(Stored data entries)
--------------------------------------------------

// SPDX-License-Identifier: MIT OR Apache-2.0

//! Connection settings for the Consul agent.
//!
//! This module provides the immutable configuration record consumed by the
//! gateway at construction time. The crate does not parse configuration file
//! formats itself; callers assemble an [`AgentConfig`] from whatever
//! configuration mechanism the surrounding application uses.

use std::path::PathBuf;
use std::time::Duration;

/// Connection and trust settings for a Consul agent.
///
/// All fields are captured once at gateway construction and never mutated
/// afterwards.
///
/// # Trust modes
///
/// At most one of the custom trust options is effective:
///
/// - `key_store` set: trust exactly the certificates in the store, nothing
///   else. Takes precedence when both options are given.
/// - `trust_certs` true: accept any server certificate (development/test
///   against self-signed local agents).
/// - neither: standard platform certificate validation.
///
/// # Examples
///
/// ```
/// use consulcfg::domain::AgentConfig;
///
/// let config = AgentConfig {
///     host: "consul.internal".to_string(),
///     use_https: true,
///     token: Some("s3cr3t".to_string()),
///     ..AgentConfig::default()
/// };
/// assert_eq!(config.port, 8500);
/// ```
#[derive(Debug, Clone)]
pub struct AgentConfig {
    /// Agent host name or address
    pub host: String,
    /// Agent HTTP(S) API port
    pub port: u16,
    /// Whether to use HTTPS when talking to the agent
    pub use_https: bool,
    /// Bound on establishing a connection to the agent
    pub connection_timeout: Duration,
    /// Bound on reading a response from the agent
    pub read_timeout: Duration,
    /// Optional bearer token sent in the `Authorization` header
    pub token: Option<String>,
    /// Accept any server certificate (less secure; development only)
    pub trust_certs: bool,
    /// Optional trust store restricting accepted server certificates
    pub key_store: Option<PathBuf>,
    /// Optional password for a PKCS#12 trust store
    pub key_store_password: Option<String>,
}

impl Default for AgentConfig {
    fn default() -> Self {
        AgentConfig {
            host: "localhost".to_string(),
            port: 8500,
            use_https: false,
            connection_timeout: Duration::from_secs(10),
            read_timeout: Duration::from_secs(60),
            token: None,
            trust_certs: false,
            key_store: None,
            key_store_password: None,
        }
    }
}

#[cfg(test)]
mod tests {
    use super::*;

    #[test]
    fn test_defaults_match_local_agent() {
        let config = AgentConfig::default();
        assert_eq!(config.host, "localhost");
        assert_eq!(config.port, 8500);
        assert!(!config.use_https);
        assert_eq!(config.connection_timeout, Duration::from_secs(10));
        assert_eq!(config.read_timeout, Duration::from_secs(60));
        assert!(config.token.is_none());
        assert!(!config.trust_certs);
        assert!(config.key_store.is_none());
        assert!(config.key_store_password.is_none());
    }

    #[test]
    fn test_struct_update_syntax() {
        let config = AgentConfig {
            port: 8501,
            ..AgentConfig::default()
        };
        assert_eq!(config.port, 8501);
        assert_eq!(config.host, "localhost");
    }
}
// SPDX-License-Identifier: MIT OR Apache-2.0

//! Consul configuration gateway adapter.
//!
//! This module provides the [`ConfigGateway`] implementation backed by the
//! Consul HTTP API. Each lookup is a single GET against the agent's
//! `/v1/kv/{key}` endpoint with bounded timeouts; the response is decoded
//! into zero-or-one [`KvEntry`].

use crate::adapters::resource::{EmbeddedResources, ResourceChain};
use crate::adapters::trust::TrustPolicy;
use crate::domain::{AgentConfig, GatewayError, KvEntry, Result};
use crate::ports::ConfigGateway;
use reqwest::blocking::Client;
use reqwest::StatusCode;

/// Configuration gateway for the Consul key/value store.
///
/// The gateway captures its configuration and TLS trust policy once at
/// construction. Lookups are stateless beyond that: a fresh transport is
/// built per call and torn down with it, so concurrent lookups from multiple
/// threads need no locking and no connection is ever left open, whichever
/// way a call exits.
///
/// # Examples
///
/// ```rust,no_run
/// use consulcfg::adapters::ConsulGateway;
/// use consulcfg::domain::AgentConfig;
/// use consulcfg::ports::ConfigGateway;
///
/// # fn main() -> consulcfg::domain::Result<()> {
/// let gateway = ConsulGateway::new(AgentConfig::default())?;
/// if let Some(entry) = gateway.lookup("app/greeting")? {
///     println!("{:?}", entry.decoded_value_utf8()?);
/// }
/// # Ok(())
/// # }
/// ```
#[derive(Debug)]
pub struct ConsulGateway {
    /// Agent connection settings
    config: AgentConfig,
    /// Trust policy, derived once from the configuration
    trust: TrustPolicy,
}

impl ConsulGateway {
    /// Creates a gateway for `config`, resolving any trust store through the
    /// default embedded-then-filesystem resource chain.
    ///
    /// # Errors
    ///
    /// Returns [`GatewayError::TrustInit`] when the TLS trust material cannot
    /// be built. The error is fatal; construction is never retried.
    pub fn new(config: AgentConfig) -> Result<Self> {
        Self::with_resources(config, ResourceChain::default())
    }

    /// Creates a gateway whose trust store resolves against an
    /// application-provided embedded bundle before the filesystem.
    ///
    /// # Errors
    ///
    /// Returns [`GatewayError::TrustInit`] when the TLS trust material cannot
    /// be built.
    pub fn with_embedded(config: AgentConfig, embedded: EmbeddedResources) -> Result<Self> {
        Self::with_resources(config, ResourceChain::with_embedded(embedded))
    }

    /// Creates a gateway with an explicit resource chain.
    ///
    /// # Errors
    ///
    /// Returns [`GatewayError::TrustInit`] when the TLS trust material cannot
    /// be built.
    pub fn with_resources(config: AgentConfig, resources: ResourceChain) -> Result<Self> {
        let trust = TrustPolicy::from_config(&config, &resources)?;
        tracing::debug!(
            "consul gateway ready for {}:{} (trust policy: {})",
            config.host,
            config.port,
            trust.name()
        );
        Ok(ConsulGateway { config, trust })
    }

    /// Returns the trust policy the gateway was constructed with.
    pub fn trust_policy(&self) -> &TrustPolicy {
        &self.trust
    }

    /// Builds the lookup URL for `key`.
    fn kv_url(&self, key: &str) -> String {
        format!(
            "{}://{}:{}/v1/kv/{}",
            if self.config.use_https { "https" } else { "http" },
            self.config.host,
            self.config.port,
            key
        )
    }

    /// Builds the per-call transport with the configured timeouts and trust
    /// policy attached.
    fn build_client(&self, url: &str) -> Result<Client> {
        let mut builder = Client::builder()
            .connect_timeout(self.config.connection_timeout)
            .timeout(self.config.read_timeout);
        if let Some(tls) = self.trust.client_config() {
            builder = builder.use_preconfigured_tls((*tls).clone());
        }
        builder.build().map_err(|e| GatewayError::Transport {
            url: url.to_string(),
            source: Box::new(e),
        })
    }
}

impl ConfigGateway for ConsulGateway {
    fn lookup(&self, key: &str) -> Result<Option<KvEntry>> {
        let url = self.kv_url(key);
        let client = self.build_client(&url)?;

        let mut request = client.get(&url).header("Accept", "application/json");
        if let Some(token) = &self.config.token {
            // The raw token value goes on the wire, bearer-style.
            request = request.header("Authorization", format!("Bearer {}", token));
        }

        let response = request.send().map_err(|e| GatewayError::Transport {
            url: url.clone(),
            source: Box::new(e),
        })?;

        let status = response.status();
        if status == StatusCode::NOT_FOUND {
            tracing::debug!("key '{}' not present in store", key);
            return Ok(None);
        }
        if status != StatusCode::OK {
            return Err(GatewayError::UnexpectedStatus {
                status: status.as_u16(),
                url,
            });
        }

        let body = response.text().map_err(|e| GatewayError::Transport {
            url: url.clone(),
            source: Box::new(e),
        })?;
        if body.trim().is_empty() {
            return Err(GatewayError::EmptyBody { url });
        }

        let mut entries: Vec<KvEntry> = serde_json::from_str(&body)
            .map_err(|e| GatewayError::MalformedBody { url, source: e })?;
        if entries.len() != 1 {
            return Err(GatewayError::ProtocolViolation {
                key: key.to_string(),
                count: entries.len(),
            });
        }
        tracing::debug!("key '{}' resolved from store", key);
        Ok(entries.pop())
    }
}
// SPDX-License-Identifier: MIT OR Apache-2.0

//! Adapters layer containing concrete implementations.
//!
//! This module contains the concrete implementations of the port traits:
//! the Consul-backed gateway, the TLS trust policy machinery, and the
//! resource loaders used to resolve trust stores.

pub mod consul;
pub mod resource;
pub mod trust;

// Re-export the adapter types
pub use consul::ConsulGateway;
pub use resource::{EmbeddedResources, FilesystemResources, ResourceChain};
pub use trust::{TrustPolicy, TrustStoreFormat};
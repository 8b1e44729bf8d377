// SPDX-License-Identifier: MIT OR Apache-2.0

//! Domain layer containing core types.
//!
//! This module contains the core domain types for the gateway crate. It is
//! independent of any transport or TLS concerns and defines the fundamental
//! concepts used throughout the library.

pub mod agent_config;
pub mod entry;
pub mod errors;

// Re-export commonly used types
pub use agent_config::AgentConfig;
pub use entry::KvEntry;
pub use errors::{GatewayError, Result};
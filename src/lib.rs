// SPDX-License-Identifier: MIT OR Apache-2.0

//! A hexagonal architecture configuration gateway for the Consul key/value
//! store.
//!
//! This crate fetches configuration values from a Consul agent over HTTP(S),
//! with a pluggable TLS trust policy and bounded per-call timeouts. It maps
//! the store's responses onto typed results, distinguishing "key absent"
//! (a normal, successful outcome) from transport and store errors.
//!
//! # Architecture
//!
//! The crate follows hexagonal architecture principles:
//!
//! - **Domain Layer**: Core types (`AgentConfig`, `KvEntry`, errors)
//! - **Ports**: Trait definitions (`ConfigGateway`, `ResourceLoader`)
//! - **Adapters**: The Consul HTTP gateway, TLS trust policy construction,
//!   and resource loaders for trust stores
//!
//! # Trust modes
//!
//! Three mutually exclusive TLS trust modes are derived once at gateway
//! construction:
//!
//! - **Pinned**: a PEM or PKCS#12 trust store restricts accepted server
//!   certificates to exactly the store's contents (server-name verification
//!   disabled)
//! - **Trust-all**: any certificate is accepted; for development against
//!   self-signed local agents only
//! - **System default**: standard certificate and server-name validation
//!
//! # Quick Start
//!
//! ```rust,no_run
//! use consulcfg::prelude::*;
//!
//! # fn main() -> consulcfg::domain::Result<()> {
//! let gateway = ConsulGateway::new(AgentConfig::default())?;
//! match gateway.lookup("app/greeting")? {
//!     Some(entry) => println!("found: {:?}", entry.decoded_value_utf8()?),
//!     None => println!("key not present"),
//! }
//! # Ok(())
//! # }
//! ```

#![deny(missing_docs)]
#![deny(rustdoc::broken_intra_doc_links)]
#![warn(clippy::all)]

pub mod adapters;
pub mod domain;
pub mod ports;

/// Commonly used types and traits.
///
/// This module re-exports the most commonly used types and traits for
/// convenient access.
pub mod prelude {
    pub use crate::adapters::{ConsulGateway, EmbeddedResources, ResourceChain, TrustPolicy};
    pub use crate::domain::{AgentConfig, GatewayError, KvEntry, Result};
    pub use crate::ports::{ConfigGateway, ResourceLoader};
}
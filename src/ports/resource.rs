// SPDX-License-Identifier: MIT OR Apache-2.0

//! Resource loader trait definition.
//!
//! This module defines the `ResourceLoader` trait, the port used to resolve
//! trust-store bytes by path. Loaders are tried in order; the first one that
//! yields bytes wins. This mirrors the common deployment split between
//! application-bundled resources and plain filesystem paths.

use crate::domain::Result;
use std::path::Path;

/// A trait for loading resource bytes by path.
///
/// Implementations must be `Send + Sync` so a chain of loaders can be shared
/// by a gateway that is used from multiple threads.
///
/// # Examples
///
/// ```rust
/// use consulcfg::ports::ResourceLoader;
/// use consulcfg::domain::Result;
/// use std::path::Path;
///
/// struct NullLoader;
///
/// impl ResourceLoader for NullLoader {
///     fn name(&self) -> &str {
///         "null"
///     }
///
///     fn load(&self, _path: &Path) -> Result<Option<Vec<u8>>> {
///         Ok(None)
///     }
/// }
///
/// let loader = NullLoader;
/// assert!(loader.load(Path::new("anything")).unwrap().is_none());
/// ```
pub trait ResourceLoader: Send + Sync {
    /// Returns the name of this loader, used in diagnostics.
    fn name(&self) -> &str;

    /// Attempts to load the resource at `path`.
    ///
    /// # Returns
    ///
    /// * `Ok(Some(bytes))` - this loader can resolve the path
    /// * `Ok(None)` - the path is unknown to this loader (the next loader in
    ///   the chain should be consulted)
    /// * `Err(GatewayError)` - the path is known but reading it failed
    fn load(&self, path: &Path) -> Result<Option<Vec<u8>>>;
}

#[cfg(test)]
mod tests {
    use super::*;

    struct FixedLoader(Vec<u8>);

    impl ResourceLoader for FixedLoader {
        fn name(&self) -> &str {
            "fixed"
        }

        fn load(&self, _path: &Path) -> Result<Option<Vec<u8>>> {
            Ok(Some(self.0.clone()))
        }
    }

    #[test]
    fn test_loader_returns_bytes() {
        let loader = FixedLoader(vec![1, 2, 3]);
        assert_eq!(loader.name(), "fixed");
        assert_eq!(
            loader.load(Path::new("any")).unwrap(),
            Some(vec![1, 2, 3])
        );
    }

    #[test]
    fn test_loader_is_send_sync() {
        fn assert_send_sync<T: Send + Sync + ?Sized>() {}
        assert_send_sync::<dyn ResourceLoader>();
    }
}
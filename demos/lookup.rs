// SPDX-License-Identifier: MIT OR Apache-2.0

//! Looks up a single key against a local Consul agent.
//!
//! Run with:
//! ```sh
//! cargo run --example lookup -- app/greeting
//! ```
//!
//! Environment variables `CONSUL_HOST`, `CONSUL_PORT` and `CONSUL_TOKEN`
//! override the default agent address.

use consulcfg::prelude::*;

fn main() -> Result<()> {
    tracing_subscriber::fmt()
        .with_max_level(tracing::Level::DEBUG)
        .init();

    let key = std::env::args()
        .nth(1)
        .unwrap_or_else(|| "app/greeting".to_string());

    let mut config = AgentConfig::default();
    if let Ok(host) = std::env::var("CONSUL_HOST") {
        config.host = host;
    }
    if let Ok(port) = std::env::var("CONSUL_PORT") {
        config.port = port.parse().unwrap_or(config.port);
    }
    if let Ok(token) = std::env::var("CONSUL_TOKEN") {
        config.token = Some(token);
    }

    let gateway = ConsulGateway::new(config)?;
    match gateway.lookup(&key)? {
        Some(entry) => {
            println!("key:   {}", entry.key);
            match entry.decoded_value_utf8()? {
                Some(value) => println!("value: {}", value),
                None => println!("value: <empty>"),
            }
            if let Some(index) = entry.modify_index {
                println!("index: {}", index);
            }
        }
        None => println!("key '{}' not present in store", key),
    }
    Ok(())
}
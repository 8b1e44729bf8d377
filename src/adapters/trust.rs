// SPDX-License-Identifier: MIT OR Apache-2.0

//! TLS trust policy construction.
//!
//! This module derives the gateway's trust policy from an [`AgentConfig`],
//! exactly once at construction time. Three mutually exclusive modes exist:
//! a pinned trust store (only the certificates in the store are trusted,
//! server-name verification disabled), a trust-everything mode for
//! development against self-signed agents, and the platform default.
//!
//! Any failure to build the trust material is unrecoverable: construction
//! fails and the gateway never exists with a partially-built policy.

use crate::adapters::resource::ResourceChain;
use crate::domain::{AgentConfig, GatewayError, Result};
use once_cell::sync::Lazy;
use rustls::client::danger::{HandshakeSignatureValid, ServerCertVerified, ServerCertVerifier};
use rustls::client::WebPkiServerVerifier;
use rustls::pki_types::pem::PemObject;
use rustls::pki_types::{CertificateDer, ServerName, UnixTime};
use rustls::{
    CertificateError, ClientConfig, DigitallySignedStruct, RootCertStore, SignatureScheme,
};
use std::path::Path;
use std::sync::Arc;

// The process-wide rustls crypto provider is installed at most once; the
// install call fails harmlessly if the application already picked one.
static CRYPTO_PROVIDER: Lazy<()> = Lazy::new(|| {
    let _ = rustls::crypto::aws_lc_rs::default_provider().install_default();
});

/// Container format of a trust store, sniffed from the file extension.
#[derive(Debug, Clone, Copy, PartialEq, Eq)]
pub enum TrustStoreFormat {
    /// PKCS#12 container (`.p12`, `.pkcs12`, `.pfx`), optionally
    /// password-protected
    Pkcs12,
    /// PEM certificate bundle (everything else)
    Pem,
}

impl TrustStoreFormat {
    /// Determines the container format from the trust store path.
    ///
    /// `.p12`, `.pkcs12` and `.pfx` (case-insensitive) select PKCS#12; any
    /// other name defaults to a PEM bundle.
    pub fn detect(path: &Path) -> Self {
        let name = path.to_string_lossy().to_lowercase();
        if name.ends_with(".p12") || name.ends_with(".pkcs12") || name.ends_with(".pfx") {
            TrustStoreFormat::Pkcs12
        } else {
            TrustStoreFormat::Pem
        }
    }
}

/// The TLS trust policy a gateway operates under.
///
/// Built once from an [`AgentConfig`] and held, immutable, for the gateway's
/// entire lifetime. The non-default variants carry a fully assembled rustls
/// client configuration ready to be attached to a transport.
pub enum TrustPolicy {
    /// Standard platform certificate and server-name validation
    SystemDefault,
    /// Trust exactly the certificates from the configured store; server-name
    /// verification disabled
    Pinned(Arc<ClientConfig>),
    /// Accept any server certificate and any name (development/test only)
    TrustAll(Arc<ClientConfig>),
}

impl TrustPolicy {
    /// Derives the trust policy for `config`, resolving any trust store
    /// through `resources`.
    ///
    /// When both a trust store and `trust_certs` are configured, the trust
    /// store wins.
    ///
    /// # Errors
    ///
    /// Returns [`GatewayError::TrustInit`] when the store cannot be found,
    /// parsed, or turned into trust material.
    pub fn from_config(config: &AgentConfig, resources: &ResourceChain) -> Result<Self> {
        Lazy::force(&CRYPTO_PROVIDER);
        if let Some(path) = &config.key_store {
            let certs = load_trust_store(path, config.key_store_password.as_deref(), resources)?;
            Ok(TrustPolicy::Pinned(pinned_client_config(certs)?))
        } else if config.trust_certs {
            Ok(TrustPolicy::TrustAll(trust_all_client_config()))
        } else {
            Ok(TrustPolicy::SystemDefault)
        }
    }

    /// Returns a short name for the policy mode, used in diagnostics.
    pub fn name(&self) -> &'static str {
        match self {
            TrustPolicy::SystemDefault => "system-default",
            TrustPolicy::Pinned(_) => "pinned",
            TrustPolicy::TrustAll(_) => "trust-all",
        }
    }

    /// Returns the rustls client configuration override, if any.
    ///
    /// `None` means the transport's standard TLS stack applies unchanged.
    pub(crate) fn client_config(&self) -> Option<Arc<ClientConfig>> {
        match self {
            TrustPolicy::SystemDefault => None,
            TrustPolicy::Pinned(config) | TrustPolicy::TrustAll(config) => Some(Arc::clone(config)),
        }
    }
}

impl std::fmt::Debug for TrustPolicy {
    fn fmt(&self, f: &mut std::fmt::Formatter<'_>) -> std::fmt::Result {
        f.debug_tuple("TrustPolicy").field(&self.name()).finish()
    }
}

/// Loads and parses the certificates of a trust store.
fn load_trust_store(
    path: &Path,
    password: Option<&str>,
    resources: &ResourceChain,
) -> Result<Vec<CertificateDer<'static>>> {
    let bytes = resources.load(path)?.ok_or_else(|| {
        GatewayError::trust_init(format!(
            "trust store '{}' not found in any resource location",
            path.display()
        ))
    })?;
    match TrustStoreFormat::detect(path) {
        TrustStoreFormat::Pem => parse_pem_bundle(&bytes, path),
        TrustStoreFormat::Pkcs12 => parse_pkcs12_store(&bytes, password, path),
    }
}

/// Parses a PEM certificate bundle.
fn parse_pem_bundle(bytes: &[u8], path: &Path) -> Result<Vec<CertificateDer<'static>>> {
    let certs = CertificateDer::pem_slice_iter(bytes)
        .collect::<std::result::Result<Vec<_>, _>>()
        .map_err(|e| {
            GatewayError::trust_init(format!(
                "cannot parse PEM trust store '{}': {:?}",
                path.display(),
                e
            ))
        })?;
    if certs.is_empty() {
        return Err(GatewayError::trust_init(format!(
            "trust store '{}' contains no certificates",
            path.display()
        )));
    }
    Ok(certs)
}

/// Parses a PKCS#12 container, verifying its MAC against the password.
///
/// An absent password is treated as the empty password, matching how the
/// container format itself handles unprotected stores.
fn parse_pkcs12_store(
    bytes: &[u8],
    password: Option<&str>,
    path: &Path,
) -> Result<Vec<CertificateDer<'static>>> {
    let pfx = p12::PFX::parse(bytes).map_err(|e| {
        GatewayError::trust_init(format!(
            "cannot parse PKCS#12 trust store '{}': {:?}",
            path.display(),
            e
        ))
    })?;
    let password = password.unwrap_or("");
    if !pfx.verify_mac(password) {
        return Err(GatewayError::trust_init(format!(
            "password verification failed for trust store '{}'",
            path.display()
        )));
    }
    let ders = pfx.cert_bags(password).map_err(|e| {
        GatewayError::trust_init(format!(
            "cannot read certificates from trust store '{}': {:?}",
            path.display(),
            e
        ))
    })?;
    if ders.is_empty() {
        return Err(GatewayError::trust_init(format!(
            "trust store '{}' contains no certificates",
            path.display()
        )));
    }
    Ok(ders.into_iter().map(CertificateDer::from).collect())
}

/// Builds a client configuration trusting exactly `certs`.
fn pinned_client_config(certs: Vec<CertificateDer<'static>>) -> Result<Arc<ClientConfig>> {
    let mut roots = RootCertStore::empty();
    for cert in certs {
        roots
            .add(cert)
            .map_err(|e| GatewayError::trust_init_with("rejected certificate in trust store", e))?;
    }
    let webpki = WebPkiServerVerifier::builder(Arc::new(roots))
        .build()
        .map_err(|e| GatewayError::trust_init_with("cannot build certificate verifier", e))?;
    let config = ClientConfig::builder()
        .dangerous()
        .with_custom_certificate_verifier(Arc::new(PinnedServerVerifier { inner: webpki }))
        .with_no_client_auth();
    Ok(Arc::new(config))
}

/// Builds a client configuration accepting any server certificate.
fn trust_all_client_config() -> Arc<ClientConfig> {
    let config = ClientConfig::builder()
        .dangerous()
        .with_custom_certificate_verifier(Arc::new(TrustAllVerifier::new()))
        .with_no_client_auth();
    Arc::new(config)
}

/// Certificate verifier for the pinned trust mode.
///
/// Chain validation is delegated to the standard webpki verifier over the
/// pinned roots; only the server-name check is waived. Operators pinning
/// exact certificates routinely dial agents by IP or by internal names the
/// certificate does not carry, so this mode does not verify hostnames.
#[derive(Debug)]
struct PinnedServerVerifier {
    inner: Arc<WebPkiServerVerifier>,
}

fn is_name_mismatch(error: &CertificateError) -> bool {
    matches!(
        error,
        CertificateError::NotValidForName | CertificateError::NotValidForNameContext { .. }
    )
}

impl ServerCertVerifier for PinnedServerVerifier {
    fn verify_server_cert(
        &self,
        end_entity: &CertificateDer<'_>,
        intermediates: &[CertificateDer<'_>],
        server_name: &ServerName<'_>,
        ocsp_response: &[u8],
        now: UnixTime,
    ) -> std::result::Result<ServerCertVerified, rustls::Error> {
        match self.inner.verify_server_cert(
            end_entity,
            intermediates,
            server_name,
            ocsp_response,
            now,
        ) {
            Err(rustls::Error::InvalidCertificate(e)) if is_name_mismatch(&e) => {
                Ok(ServerCertVerified::assertion())
            }
            other => other,
        }
    }

    fn verify_tls12_signature(
        &self,
        message: &[u8],
        cert: &CertificateDer<'_>,
        dss: &DigitallySignedStruct,
    ) -> std::result::Result<HandshakeSignatureValid, rustls::Error> {
        self.inner.verify_tls12_signature(message, cert, dss)
    }

    fn verify_tls13_signature(
        &self,
        message: &[u8],
        cert: &CertificateDer<'_>,
        dss: &DigitallySignedStruct,
    ) -> std::result::Result<HandshakeSignatureValid, rustls::Error> {
        self.inner.verify_tls13_signature(message, cert, dss)
    }

    fn supported_verify_schemes(&self) -> Vec<SignatureScheme> {
        self.inner.supported_verify_schemes()
    }
}

/// Certificate verifier for the trust-everything mode.
///
/// Accepts any certificate, any chain and any name. This exists for
/// development and test against self-signed local agents and must never be
/// enabled in production deployments.
#[derive(Debug)]
struct TrustAllVerifier {
    schemes: Vec<SignatureScheme>,
}

impl TrustAllVerifier {
    fn new() -> Self {
        TrustAllVerifier {
            schemes: rustls::crypto::aws_lc_rs::default_provider()
                .signature_verification_algorithms
                .supported_schemes(),
        }
    }
}

impl ServerCertVerifier for TrustAllVerifier {
    fn verify_server_cert(
        &self,
        _end_entity: &CertificateDer<'_>,
        _intermediates: &[CertificateDer<'_>],
        _server_name: &ServerName<'_>,
        _ocsp_response: &[u8],
        _now: UnixTime,
    ) -> std::result::Result<ServerCertVerified, rustls::Error> {
        Ok(ServerCertVerified::assertion())
    }

    fn verify_tls12_signature(
        &self,
        _message: &[u8],
        _cert: &CertificateDer<'_>,
        _dss: &DigitallySignedStruct,
    ) -> std::result::Result<HandshakeSignatureValid, rustls::Error> {
        Ok(HandshakeSignatureValid::assertion())
    }

    fn verify_tls13_signature(
        &self,
        _message: &[u8],
        _cert: &CertificateDer<'_>,
        _dss: &DigitallySignedStruct,
    ) -> std::result::Result<HandshakeSignatureValid, rustls::Error> {
        Ok(HandshakeSignatureValid::assertion())
    }

    fn supported_verify_schemes(&self) -> Vec<SignatureScheme> {
        self.schemes.clone()
    }
}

--------------------------------------------------

_Your assignment_. Copy whichever lines above contain the string "bounded".

_Answer to the problem_.
//! `/v1/kv/{key}` endpoint with bounded timeouts; the response is decoded
//! with a pluggable TLS trust policy and bounded per-call timeouts. It maps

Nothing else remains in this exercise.